8 Haziran 2017 Perşembe

KATAR; ASIL HEDEF BİZİZ?

KATAR; ASIL HEDEF BİZİZ?
 
Şu koca memleket, nüfusu kendi resmi işsizleri kadar bile olmayan bir minik ülkecik derdine düştü, düşürüldü. Coğrafyadaki politik ve ekonomik tercihlerin yanlışlığı ve bunalımı yine baş ağrıtacak gibi görünüyor. Memlekette masaya yatırılması gereken sayısız sorun varken aniden temel mesele bu oldu. Nedenleri hiç tartışılmadan Meclisin bakar kör aritmetik gücüyle askeri boyutta taraf olmaya da bahane hazırlandı; Asıl hedef biziz…
 
Koca memleketin idarecileri yaşlı dünyanın başına dert olacak bir krize ve direnilirse gelişecek bir kaosa arkasını önünü hiç düşünmeden atarlanıyor, katarlanıyor. Diplomatik ilişki kesme tuzağı ile baş gösteren bu köşe kapmaca Orta Doğu’da yaşanacak yeni bir kâbusu ve karabasanları da peydahlıyor.

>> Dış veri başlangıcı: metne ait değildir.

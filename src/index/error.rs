use std::path::PathBuf;

use crate::json::JsonError;
use crate::text::TextError;

use super::IndexQuery;

/// Errors that can occur while building, loading or reading through an index
#[derive(Debug, thiserror::Error)]
pub enum IndexError {
    /// No entry matches the query
    #[error("No entry for {0}")]
    NotFound(IndexQuery),

    /// The side file failed its checksum or could not be parsed
    #[error("Corrupt index {}: {reason}", path.display())]
    CorruptIndex {
        /// Side file path
        path: PathBuf,
        /// What was wrong with it
        reason: String,
    },

    /// I/O error
    #[error("I/O error: {0}")]
    Io(#[from] std::io::Error),

    /// Error parsing a text library
    #[error("Text library error: {0}")]
    Text(#[from] TextError),

    /// Error parsing a JSON library
    #[error("JSON library error: {0}")]
    Json(#[from] JsonError),

    /// The source is neither a text nor a JSON library
    #[error("Unsupported format for indexing: {0}")]
    UnsupportedFormat(String),
}
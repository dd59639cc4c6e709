use anyhow::{Context, Result};
use log::info;
use std::fs::File;
use std::io::BufWriter;
use std::path::{Path, PathBuf};

use mzspeclib::adapters::open_adapter;
use mzspeclib::json;
use mzspeclib::text::{TextWriter, TextWriterConfig};

use super::{Config, OutputFormat};

/// Convert any readable library to mzSpecLib text or JSON
pub fn run(
    input: PathBuf,
    output: PathBuf,
    format: Option<OutputFormat>,
    config: Config,
) -> Result<()> {
    if !input.exists() {
        anyhow::bail!("Input file does not exist: {}", input.display());
    }
    let format = format.unwrap_or_else(|| infer_format(&output));

    let mut adapter = open_adapter(&input)
        .with_context(|| format!("Failed to open {}", input.display()))?;
    info!("mzSpecLib Converter - {} to {:?}", adapter.format(), format);
    info!("Input:  {}", input.display());
    info!("Output: {}", output.display());

    let library = adapter
        .read_library()
        .with_context(|| format!("Failed to read {}", input.display()))?;

    let file = File::create(&output)
        .with_context(|| format!("Failed to create {}", output.display()))?;
    let writer = BufWriter::new(file);
    match format {
        OutputFormat::Text => {
            let writer_config = TextWriterConfig {
                compact_interpretations: config.convert.compact_interpretations.unwrap_or(false),
            };
            let mut writer = TextWriter::with_config(writer, writer_config);
            writer
                .write_library(&library)
                .context("Failed to write text library")?;
            writer.finish().context("Failed to flush text library")?;
        }
        OutputFormat::Json => {
            json::write_library(writer, &library, config.convert.pretty_json.unwrap_or(false))
                .context("Failed to write JSON library")?;
        }
    }

    info!("Conversion complete!");
    info!("  Spectra converted: {}", library.spectra.len());
    info!("  Clusters converted: {}", library.clusters.len());
    info!(
        "  Total peaks: {}",
        library.spectra.iter().map(|s| s.peaks.len()).sum::<usize>()
    );
    Ok(())
}

fn infer_format(output: &Path) -> OutputFormat {
    let name = output.to_string_lossy().to_ascii_lowercase();
    if name.ends_with(".json") {
        OutputFormat::Json
    } else {
        OutputFormat::Text
    }
}
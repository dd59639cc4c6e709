//! # Entity Model
//!
//! The in-memory tree every reader and adapter produces:
//!
//! ```text
//! Library
//! ├── LibraryHeader (library attributes + attribute set definitions)
//! ├── Spectrum*
//! │   ├── Analyte*
//! │   ├── Interpretation*
//! │   │   └── InterpretationMember*
//! │   └── Peak*
//! └── Cluster*
//! ```

mod analyte;
mod cluster;
mod library;
mod spectrum;

use std::fmt;
use std::str::FromStr;

use serde::{Deserialize, Serialize};

pub use analyte::{Analyte, Interpretation, InterpretationMember};
pub use cluster::Cluster;
pub use library::{Library, LibraryHeader, DEFAULT_FORMAT_VERSION};
pub use spectrum::{Peak, Spectrum};

/// Id given to the first analyte and interpretation of a spectrum
pub const FIRST_ENTITY_ID: &str = "1";

/// Entity kinds an attribute set can be scoped to
#[derive(Debug, Clone, Copy, PartialEq, Eq, Hash, PartialOrd, Ord, Serialize, Deserialize)]
pub enum EntityType {
    /// Library spectrum
    Spectrum,
    /// Analyte within a spectrum
    Analyte,
    /// Interpretation within a spectrum
    Interpretation,
    /// Spectrum cluster
    Cluster,
}

impl EntityType {
    /// All entity types in text-writer order
    pub const ALL: [EntityType; 4] = [
        EntityType::Spectrum,
        EntityType::Analyte,
        EntityType::Interpretation,
        EntityType::Cluster,
    ];

    /// Name as written in section headers
    pub fn as_str(&self) -> &'static str {
        match self {
            EntityType::Spectrum => "Spectrum",
            EntityType::Analyte => "Analyte",
            EntityType::Interpretation => "Interpretation",
            EntityType::Cluster => "Cluster",
        }
    }
}

impl fmt::Display for EntityType {
    fn fmt(&self, f: &mut fmt::Formatter<'_>) -> fmt::Result {
        f.write_str(self.as_str())
    }
}

impl FromStr for EntityType {
    type Err = String;

    fn from_str(s: &str) -> Result<Self, Self::Err> {
        match s {
            "Spectrum" => Ok(EntityType::Spectrum),
            "Analyte" => Ok(EntityType::Analyte),
            "Interpretation" => Ok(EntityType::Interpretation),
            "Cluster" => Ok(EntityType::Cluster),
            other => Err(format!("unknown entity type: {}", other)),
        }
    }
}
/// A parsed entry with the byte range it was read from
pub(crate) struct ParsedEntry {
    pub entry: Entry,
    pub start: u64,
    pub end: u64,
}

/// Parse the next `<Spectrum>` or `<Cluster>` section from the cursor.
///
/// `index` is assigned to a parsed spectrum.
pub(crate) fn parse_next_section<R: BufRead>(
    cursor: &mut SectionCursor<R>,
    registry: &AttributeSetRegistry,
    index: usize,
) -> Result<Option<ParsedEntry>, TextError> {
    let Some(first) = cursor.next_non_blank()? else {
        return Ok(None);
    };
    let start = first.offset;

    let mut builder = match parse_section_header(&first.text) {
        Some(SectionHeader::Spectrum(key)) => {
            SectionBuilder::spectrum(parse_key(&key, &first)?, first.line_no)
        }
        Some(SectionHeader::Cluster(key)) => {
            SectionBuilder::cluster(parse_key(&key, &first)?, first.line_no)
        }
        Some(other) => {
            return Err(TextError::UnexpectedSection {
                expected: "<Spectrum> or <Cluster>".to_string(),
                found: other.label(),
                line_no: first.line_no,
            })
        }
        None => {
            return Err(TextError::MalformedLine {
                line_no: first.line_no,
                text: first.text,
            })
        }
    };

    while let Some(line) = cursor.next_line()? {
        if line.is_blank() {
            if builder.state == State::Peaks {
                break;
            }
            continue;
        }
        match parse_section_header(&line.text) {
            Some(SectionHeader::Spectrum(_)) | Some(SectionHeader::Cluster(_)) => {
                cursor.push_back(line);
                break;
            }
            Some(header) => builder.enter(header, &line)?,
            None if builder.state == State::Peaks => {
                let peak = parse_peak_line(line.text.trim(), line.line_no)?;
                builder.peaks.push(peak);
            }
            None => {
                let attribute = attribute_or_malformed(&line)?;
                builder.add_attribute(attribute, &line)?;
            }
        }
    }

    let end = cursor.position();
    let entry = builder.finish(registry, index)?;
    Ok(Some(ParsedEntry { entry, start, end }))
}
//! Native mzSpecLib text and JSON libraries behind the [`Adapter`] interface.

use std::collections::VecDeque;
use std::io::BufRead;
use std::path::Path;

use crate::json::{self, JsonError};
use crate::model::{Cluster, Library, LibraryHeader, Spectrum};
use crate::text::{Entry, TextError, TextReader};

use super::{open_text_source, Adapter, AdapterError, Format};

fn text_error(e: TextError) -> AdapterError {
    AdapterError::format(Format::Text, e)
}

fn json_error(e: JsonError) -> AdapterError {
    AdapterError::format(Format::Json, e)
}

enum Source {
    /// Text is parsed entry by entry
    Text(TextReader<Box<dyn BufRead>>),
    /// JSON documents are read whole
    Json {
        spectra: VecDeque<Spectrum>,
        clusters: Vec<Cluster>,
    },
}

/// Adapter over `.mzlib.txt` and `.mzlib.json` files
pub struct NativeAdapter {
    header: LibraryHeader,
    source: Source,
    /// Clusters met while streaming text spectra
    clusters: Vec<Cluster>,
}

impl NativeAdapter {
    /// Open a native library; `format` must be [`Format::Text`] or [`Format::Json`]
    pub fn open<P: AsRef<Path>>(path: P, format: Format) -> Result<Self, AdapterError> {
        let reader = open_text_source(path.as_ref())?;
        match format {
            Format::Text => {
                let reader = TextReader::new(reader).map_err(text_error)?;
                Ok(Self {
                    header: reader.header().clone(),
                    source: Source::Text(reader),
                    clusters: Vec::new(),
                })
            }
            Format::Json => {
                let library = json::read_library(reader).map_err(json_error)?;
                Ok(Self::from_library(library))
            }
            other => Err(AdapterError::UnsupportedFormat(format!(
                "{} is not a native mzSpecLib format",
                other
            ))),
        }
    }

    fn from_library(library: Library) -> Self {
        Self {
            header: library.header,
            source: Source::Json {
                spectra: library.spectra.into(),
                clusters: library.clusters,
            },
            clusters: Vec::new(),
        }
    }

    fn next_spectrum(&mut self) -> Result<Option<Spectrum>, AdapterError> {
        match &mut self.source {
            Source::Text(reader) => {
                while let Some(entry) = reader.next_entry().map_err(text_error)? {
                    match entry {
                        Entry::Spectrum(spectrum) => return Ok(Some(spectrum)),
                        Entry::Cluster(cluster) => self.clusters.push(cluster),
                    }
                }
                Ok(None)
            }
            Source::Json { spectra, .. } => Ok(spectra.pop_front()),
        }
    }
}

impl Adapter for NativeAdapter {
    fn format(&self) -> Format {
        match self.source {
            Source::Text(_) => Format::Text,
            Source::Json { .. } => Format::Json,
        }
    }

    fn header(&self) -> &LibraryHeader {
        &self.header
    }

    fn spectra(&mut self) -> Box<dyn Iterator<Item = Result<Spectrum, AdapterError>> + '_> {
        Box::new(std::iter::from_fn(move || self.next_spectrum().transpose()))
    }

    /// Keeps clusters as well as spectra
    fn read_library(&mut self) -> Result<Library, AdapterError> {
        let mut library = Library::new(self.header.clone());
        while let Some(spectrum) = self.next_spectrum()? {
            library.push_spectrum(spectrum);
        }
        library.clusters.append(&mut self.clusters);
        if let Source::Json { clusters, .. } = &mut self.source {
            library.clusters.append(clusters);
        }
        Ok(library)
    }
}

Ve mesele askeri platforma doğru da evrilebilir. 
 
Şu fakir memlekette her dert unutturulmuş, gittikçe artan problemler halledilmiş veya ötelemişçesine siyasetin ve ekonominin birinci gündemi bu el kadar ülkecik olmuş. Varsa yoksa bu körfez emirliğinin yaptıkları veya varsayılanlar. Teröre destek verdiği iddiaları falan feşmekan. Ve koca memleketin asri lideri yine alışıldık kanka edebiyatıyla, aslı ara sıcak ve ana sıcak mali akışkanlık donacak dondurulacak endişesiyle tüm şimşekleri üstleniyor. Kıtır kıtır dolar kesen bu körfez zengini, belki de dünyanın en zengini yarımada üslerine 300 den 3000 e varan Vatan evladı desteği tezkerelendiriliyor. Milletin  hapsedileceği milli bir lükse yeniden kapı aralanıyor.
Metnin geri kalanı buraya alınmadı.